**What is being asked**
In the data that follows, find the line with "filename crates/harbor-core/src/parameter_queue.rs"; transcribe it, every later line up to the one with "#[derive(Debug, Clone, Copy, PartialEq)]", and that line as well, exactly and with no others.

**Provided data**
********************

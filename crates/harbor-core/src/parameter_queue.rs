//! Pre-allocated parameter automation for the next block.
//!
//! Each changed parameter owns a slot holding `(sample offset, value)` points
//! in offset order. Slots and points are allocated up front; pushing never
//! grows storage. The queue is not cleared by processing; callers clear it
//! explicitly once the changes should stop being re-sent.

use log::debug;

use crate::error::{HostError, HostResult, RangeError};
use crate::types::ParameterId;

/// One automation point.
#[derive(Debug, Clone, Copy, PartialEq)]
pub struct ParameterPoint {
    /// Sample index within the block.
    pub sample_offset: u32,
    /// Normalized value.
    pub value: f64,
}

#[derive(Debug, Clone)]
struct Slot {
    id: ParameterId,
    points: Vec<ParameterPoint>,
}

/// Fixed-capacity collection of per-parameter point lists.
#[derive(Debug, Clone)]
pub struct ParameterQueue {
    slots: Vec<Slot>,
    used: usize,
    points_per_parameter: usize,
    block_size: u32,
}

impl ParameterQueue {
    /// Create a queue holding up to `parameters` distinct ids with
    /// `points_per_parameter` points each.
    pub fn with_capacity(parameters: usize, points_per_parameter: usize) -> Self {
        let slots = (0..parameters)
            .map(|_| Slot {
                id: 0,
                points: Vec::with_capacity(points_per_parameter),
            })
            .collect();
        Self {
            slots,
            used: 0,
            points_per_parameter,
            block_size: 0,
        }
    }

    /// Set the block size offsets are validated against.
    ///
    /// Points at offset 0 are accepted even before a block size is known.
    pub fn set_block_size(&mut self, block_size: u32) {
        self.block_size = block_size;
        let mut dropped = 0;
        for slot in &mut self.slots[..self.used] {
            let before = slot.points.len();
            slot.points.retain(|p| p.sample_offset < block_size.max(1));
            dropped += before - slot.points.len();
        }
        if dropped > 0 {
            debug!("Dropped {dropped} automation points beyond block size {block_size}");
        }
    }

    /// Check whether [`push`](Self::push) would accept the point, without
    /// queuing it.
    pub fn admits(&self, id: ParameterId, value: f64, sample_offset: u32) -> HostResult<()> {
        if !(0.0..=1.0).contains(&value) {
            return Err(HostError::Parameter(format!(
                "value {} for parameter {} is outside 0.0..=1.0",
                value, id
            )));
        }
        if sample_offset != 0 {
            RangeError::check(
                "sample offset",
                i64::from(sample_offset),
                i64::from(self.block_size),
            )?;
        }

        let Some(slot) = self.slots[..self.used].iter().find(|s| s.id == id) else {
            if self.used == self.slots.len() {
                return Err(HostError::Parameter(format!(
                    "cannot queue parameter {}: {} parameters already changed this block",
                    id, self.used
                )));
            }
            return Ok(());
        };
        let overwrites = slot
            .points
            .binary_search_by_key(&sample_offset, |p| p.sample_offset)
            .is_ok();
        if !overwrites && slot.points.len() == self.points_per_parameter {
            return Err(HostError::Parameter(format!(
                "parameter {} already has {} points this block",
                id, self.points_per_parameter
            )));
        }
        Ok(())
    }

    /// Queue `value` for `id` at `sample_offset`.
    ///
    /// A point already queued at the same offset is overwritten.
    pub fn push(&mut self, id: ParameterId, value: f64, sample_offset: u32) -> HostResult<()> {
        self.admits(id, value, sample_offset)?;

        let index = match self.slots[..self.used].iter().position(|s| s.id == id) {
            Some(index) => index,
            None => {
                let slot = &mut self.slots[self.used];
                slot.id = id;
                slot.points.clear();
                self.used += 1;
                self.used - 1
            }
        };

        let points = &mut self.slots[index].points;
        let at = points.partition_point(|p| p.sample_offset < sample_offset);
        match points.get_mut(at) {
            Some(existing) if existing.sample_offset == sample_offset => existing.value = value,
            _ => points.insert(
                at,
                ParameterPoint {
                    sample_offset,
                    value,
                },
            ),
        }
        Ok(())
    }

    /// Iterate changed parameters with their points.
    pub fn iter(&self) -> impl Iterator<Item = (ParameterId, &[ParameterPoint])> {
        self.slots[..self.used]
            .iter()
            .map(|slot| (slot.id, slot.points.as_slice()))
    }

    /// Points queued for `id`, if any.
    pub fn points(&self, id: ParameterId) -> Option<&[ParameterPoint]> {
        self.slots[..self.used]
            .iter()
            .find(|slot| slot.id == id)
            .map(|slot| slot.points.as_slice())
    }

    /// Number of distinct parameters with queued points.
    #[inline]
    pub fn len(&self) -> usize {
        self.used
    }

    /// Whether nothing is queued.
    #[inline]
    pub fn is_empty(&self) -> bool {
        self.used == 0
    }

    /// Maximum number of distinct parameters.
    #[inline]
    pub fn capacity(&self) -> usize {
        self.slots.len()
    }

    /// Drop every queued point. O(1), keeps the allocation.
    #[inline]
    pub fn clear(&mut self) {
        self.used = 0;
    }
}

********************

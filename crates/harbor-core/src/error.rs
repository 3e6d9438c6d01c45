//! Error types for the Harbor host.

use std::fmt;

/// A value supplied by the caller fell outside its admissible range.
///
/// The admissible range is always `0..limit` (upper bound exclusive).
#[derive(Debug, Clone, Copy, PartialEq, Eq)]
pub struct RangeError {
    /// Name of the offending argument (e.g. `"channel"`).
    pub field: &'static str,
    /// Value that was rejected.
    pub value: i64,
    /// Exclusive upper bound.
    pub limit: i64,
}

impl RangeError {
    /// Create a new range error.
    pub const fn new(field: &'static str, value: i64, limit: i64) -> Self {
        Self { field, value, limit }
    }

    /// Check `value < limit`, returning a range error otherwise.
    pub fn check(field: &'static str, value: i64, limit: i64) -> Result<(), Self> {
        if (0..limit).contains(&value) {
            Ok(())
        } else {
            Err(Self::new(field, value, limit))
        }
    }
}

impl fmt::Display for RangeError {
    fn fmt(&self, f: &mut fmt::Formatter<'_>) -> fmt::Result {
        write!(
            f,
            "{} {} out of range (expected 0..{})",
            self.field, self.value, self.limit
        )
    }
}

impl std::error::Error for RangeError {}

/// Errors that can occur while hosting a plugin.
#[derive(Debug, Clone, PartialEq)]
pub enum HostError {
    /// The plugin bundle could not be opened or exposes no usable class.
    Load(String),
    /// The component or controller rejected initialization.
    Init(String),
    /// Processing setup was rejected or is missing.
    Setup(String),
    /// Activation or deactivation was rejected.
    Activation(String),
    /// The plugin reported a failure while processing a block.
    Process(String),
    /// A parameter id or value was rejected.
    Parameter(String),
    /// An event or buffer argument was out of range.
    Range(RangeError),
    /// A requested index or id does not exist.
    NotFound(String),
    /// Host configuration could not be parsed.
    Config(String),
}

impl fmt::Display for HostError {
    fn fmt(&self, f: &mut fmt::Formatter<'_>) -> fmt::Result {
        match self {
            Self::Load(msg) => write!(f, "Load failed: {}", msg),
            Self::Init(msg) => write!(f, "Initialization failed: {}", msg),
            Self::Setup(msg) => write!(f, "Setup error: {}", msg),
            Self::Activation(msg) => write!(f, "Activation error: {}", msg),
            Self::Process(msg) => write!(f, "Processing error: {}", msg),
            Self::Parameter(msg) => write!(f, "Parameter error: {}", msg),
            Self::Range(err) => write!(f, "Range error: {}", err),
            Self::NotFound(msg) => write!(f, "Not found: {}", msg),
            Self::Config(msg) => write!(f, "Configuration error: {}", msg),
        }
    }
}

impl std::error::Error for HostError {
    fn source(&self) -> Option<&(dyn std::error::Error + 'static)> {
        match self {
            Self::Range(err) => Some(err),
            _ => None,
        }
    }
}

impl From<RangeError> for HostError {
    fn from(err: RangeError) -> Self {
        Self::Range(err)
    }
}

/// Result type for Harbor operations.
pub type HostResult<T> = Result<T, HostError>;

********************

**Exercise result**
filename crates/harbor-core/src/parameter_queue.rs
//! Pre-allocated parameter automation for the next block.
//!
//! Each changed parameter owns a slot holding `(sample offset, value)` points
//! in offset order. Slots and points are allocated up front; pushing never
//! grows storage. The queue is not cleared by processing; callers clear it
//! explicitly once the changes should stop being re-sent.

use log::debug;

use crate::error::{HostError, HostResult, RangeError};
use crate::types::ParameterId;

/// One automation point.
#[derive(Debug, Clone, Copy, PartialEq)]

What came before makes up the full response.